Source material
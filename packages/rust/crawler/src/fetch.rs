//! Page fetching.
//!
//! The pipeline only depends on the [`Fetcher`] trait; [`HttpFetcher`] is the
//! `reqwest`-backed implementation used by the CLI.

use std::time::Duration;

use async_trait::async_trait;
use reqwest::Client;
use reqwest::header::{ACCEPT, CONTENT_TYPE};
use tracing::{debug, instrument};
use url::Url;

use blogbook_shared::{BlogbookError, PageFetchResult, Result, RunConfig};

/// User-Agent string for all requests.
const USER_AGENT: &str = concat!("blogbook/", env!("CARGO_PKG_VERSION"));

/// Maximum redirects followed per request.
const MAX_REDIRECTS: usize = 5;

/// Retrieves raw HTML for a URL.
#[async_trait]
pub trait Fetcher: Send + Sync {
    /// Fetch `url`. Transport failures and non-2xx statuses are errors.
    async fn fetch(&self, url: &Url) -> Result<PageFetchResult>;
}

/// HTTP fetcher with a fixed User-Agent, bounded redirects and an optional
/// politeness delay before every request.
#[derive(Debug, Clone)]
pub struct HttpFetcher {
    client: Client,
    delay: Duration,
}

impl HttpFetcher {
    /// Build a fetcher from the run configuration.
    pub fn new(config: &RunConfig) -> Result<Self> {
        let user_agent = config.user_agent.as_deref().unwrap_or(USER_AGENT);
        let client = Client::builder()
            .user_agent(user_agent)
            .redirect(reqwest::redirect::Policy::limited(MAX_REDIRECTS))
            .timeout(Duration::from_secs(config.timeout_secs))
            .build()
            .map_err(|e| BlogbookError::Network(format!("failed to build HTTP client: {e}")))?;

        Ok(Self {
            client,
            delay: Duration::from_millis(config.rate_limit_ms),
        })
    }
}

#[async_trait]
impl Fetcher for HttpFetcher {
    #[instrument(skip_all, fields(url = %url))]
    async fn fetch(&self, url: &Url) -> Result<PageFetchResult> {
        if !self.delay.is_zero() {
            tokio::time::sleep(self.delay).await;
        }

        let response = self
            .client
            .get(url.as_str())
            .header(ACCEPT, "text/html,application/xhtml+xml")
            .send()
            .await
            .map_err(|e| BlogbookError::Network(format!("{url}: {e}")))?;

        let status = response.status();
        if !status.is_success() {
            return Err(BlogbookError::Fetch {
                url: url.to_string(),
                status: status.as_u16(),
            });
        }

        let final_url = response.url().clone();
        let content_type = response
            .headers()
            .get(CONTENT_TYPE)
            .and_then(|v| v.to_str().ok())
            .map(str::to_string);

        let html = response
            .text()
            .await
            .map_err(|e| BlogbookError::Network(format!("{url}: body read failed: {e}")))?;

        debug!(status = status.as_u16(), %final_url, bytes = html.len(), "fetched page");

        Ok(PageFetchResult {
            html,
            final_url,
            status: status.as_u16(),
            content_type,
        })
    }
}
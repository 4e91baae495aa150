//! Document renderers.
//!
//! A [`Renderer`] turns an assembled [`Document`] into a single output file.
//! Two implementations ship with blogbook:
//! - [`HtmlRenderer`]: a self-contained, print-ready HTML file
//! - [`PdfRenderer`]: the same HTML handed to an external HTML → PDF command
//!
//! Both write their output atomically, so a failed render never leaves a
//! partial file at the target path.

mod html;
mod output;
mod pdf;

use std::path::Path;

use blogbook_shared::{Document, Result, RunConfig};

pub use html::{HtmlRenderer, render_html};
pub use output::{RenderOutput, write_atomic};
pub use pdf::PdfRenderer;

/// Produces the final document file.
pub trait Renderer: Send + Sync {
    /// Short name for logs (`html`, `pdf`).
    fn name(&self) -> &str;

    /// Render `doc` to `output`, replacing any existing file.
    fn render(&self, doc: &Document, output: &Path) -> Result<RenderOutput>;
}

/// Pick a renderer from the output file extension: `.html`/`.htm` produce
/// HTML, anything else goes through the PDF command.
pub fn renderer_for(output: &Path, config: &RunConfig) -> Box<dyn Renderer> {
    let ext = output
        .extension()
        .and_then(|e| e.to_str())
        .map(str::to_ascii_lowercase);

    match ext.as_deref() {
        Some("html" | "htm") => Box::new(HtmlRenderer),
        _ => Box::new(PdfRenderer::new(config.pdf_command.clone())),
    }
}

#[cfg(test)]
mod tests {
    use super::*;

    #[test]
    fn renderer_chosen_by_extension() {
        let config = RunConfig::default();
        assert_eq!(renderer_for(Path::new("out.html"), &config).name(), "html");
        assert_eq!(renderer_for(Path::new("out.HTM"), &config).name(), "html");
        assert_eq!(renderer_for(Path::new("out.pdf"), &config).name(), "pdf");
        assert_eq!(renderer_for(Path::new("out"), &config).name(), "pdf");
    }
}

What this task involves
Give the data again, exactly.

Solution to the problem
filename packages/rust/crawler/src/fetch.rs
//! Page fetching.
//!
//! The pipeline only depends on the [`Fetcher`] trait; [`HttpFetcher`] is the
//! `reqwest`-backed implementation used by the CLI.

use std::time::Duration;

use async_trait::async_trait;
use reqwest::Client;
use reqwest::header::{ACCEPT, CONTENT_TYPE};
use tracing::{debug, instrument};
use url::Url;

use blogbook_shared::{BlogbookError, PageFetchResult, Result, RunConfig};

/// User-Agent string for all requests.
const USER_AGENT: &str = concat!("blogbook/", env!("CARGO_PKG_VERSION"));

/// Maximum redirects followed per request.
const MAX_REDIRECTS: usize = 5;

/// Retrieves raw HTML for a URL.
#[async_trait]
pub trait Fetcher: Send + Sync {
    /// Fetch `url`. Transport failures and non-2xx statuses are errors.
    async fn fetch(&self, url: &Url) -> Result<PageFetchResult>;
}

/// HTTP fetcher with a fixed User-Agent, bounded redirects and an optional
/// politeness delay before every request.
#[derive(Debug, Clone)]
pub struct HttpFetcher {
    client: Client,
    delay: Duration,
}

impl HttpFetcher {
    /// Build a fetcher from the run configuration.
    pub fn new(config: &RunConfig) -> Result<Self> {
        let user_agent = config.user_agent.as_deref().unwrap_or(USER_AGENT);
        let client = Client::builder()
            .user_agent(user_agent)
            .redirect(reqwest::redirect::Policy::limited(MAX_REDIRECTS))
            .timeout(Duration::from_secs(config.timeout_secs))
            .build()
            .map_err(|e| BlogbookError::Network(format!("failed to build HTTP client: {e}")))?;

        Ok(Self {
            client,
            delay: Duration::from_millis(config.rate_limit_ms),
        })
    }
}

#[async_trait]
impl Fetcher for HttpFetcher {
    #[instrument(skip_all, fields(url = %url))]
    async fn fetch(&self, url: &Url) -> Result<PageFetchResult> {
        if !self.delay.is_zero() {
            tokio::time::sleep(self.delay).await;
        }

        let response = self
            .client
            .get(url.as_str())
            .header(ACCEPT, "text/html,application/xhtml+xml")
            .send()
            .await
            .map_err(|e| BlogbookError::Network(format!("{url}: {e}")))?;

        let status = response.status();
        if !status.is_success() {
            return Err(BlogbookError::Fetch {
                url: url.to_string(),
                status: status.as_u16(),
            });
        }

        let final_url = response.url().clone();
        let content_type = response
            .headers()
            .get(CONTENT_TYPE)
            .and_then(|v| v.to_str().ok())
            .map(str::to_string);

        let html = response
            .text()
            .await
            .map_err(|e| BlogbookError::Network(format!("{url}: body read failed: {e}")))?;

        debug!(status = status.as_u16(), %final_url, bytes = html.len(), "fetched page");

        Ok(PageFetchResult {
            html,
            final_url,
            status: status.as_u16(),
            content_type,
        })
    }
}
repository 4e91baae495aa150
//! Document renderers.
//!
//! A [`Renderer`] turns an assembled [`Document`] into a single output file.
//! Two implementations ship with blogbook:
//! - [`HtmlRenderer`]: a self-contained, print-ready HTML file
//! - [`PdfRenderer`]: the same HTML handed to an external HTML → PDF command
//!
//! Both write their output atomically, so a failed render never leaves a
//! partial file at the target path.

mod html;
mod output;
mod pdf;

use std::path::Path;

use blogbook_shared::{Document, Result, RunConfig};

pub use html::{HtmlRenderer, render_html};
pub use output::{RenderOutput, write_atomic};
pub use pdf::PdfRenderer;

/// Produces the final document file.
pub trait Renderer: Send + Sync {
    /// Short name for logs (`html`, `pdf`).
    fn name(&self) -> &str;

    /// Render `doc` to `output`, replacing any existing file.
    fn render(&self, doc: &Document, output: &Path) -> Result<RenderOutput>;
}

/// Pick a renderer from the output file extension: `.html`/`.htm` produce
/// HTML, anything else goes through the PDF command.
pub fn renderer_for(output: &Path, config: &RunConfig) -> Box<dyn Renderer> {
    let ext = output
        .extension()
        .and_then(|e| e.to_str())
        .map(str::to_ascii_lowercase);

    match ext.as_deref() {
        Some("html" | "htm") => Box::new(HtmlRenderer),
        _ => Box::new(PdfRenderer::new(config.pdf_command.clone())),
    }
}

#[cfg(test)]
mod tests {
    use super::*;

    #[test]
    fn renderer_chosen_by_extension() {
        let config = RunConfig::default();
        assert_eq!(renderer_for(Path::new("out.html"), &config).name(), "html");
        assert_eq!(renderer_for(Path::new("out.HTM"), &config).name(), "html");
        assert_eq!(renderer_for(Path::new("out.pdf"), &config).name(), "pdf");
        assert_eq!(renderer_for(Path::new("out"), &config).name(), "pdf");
    }
}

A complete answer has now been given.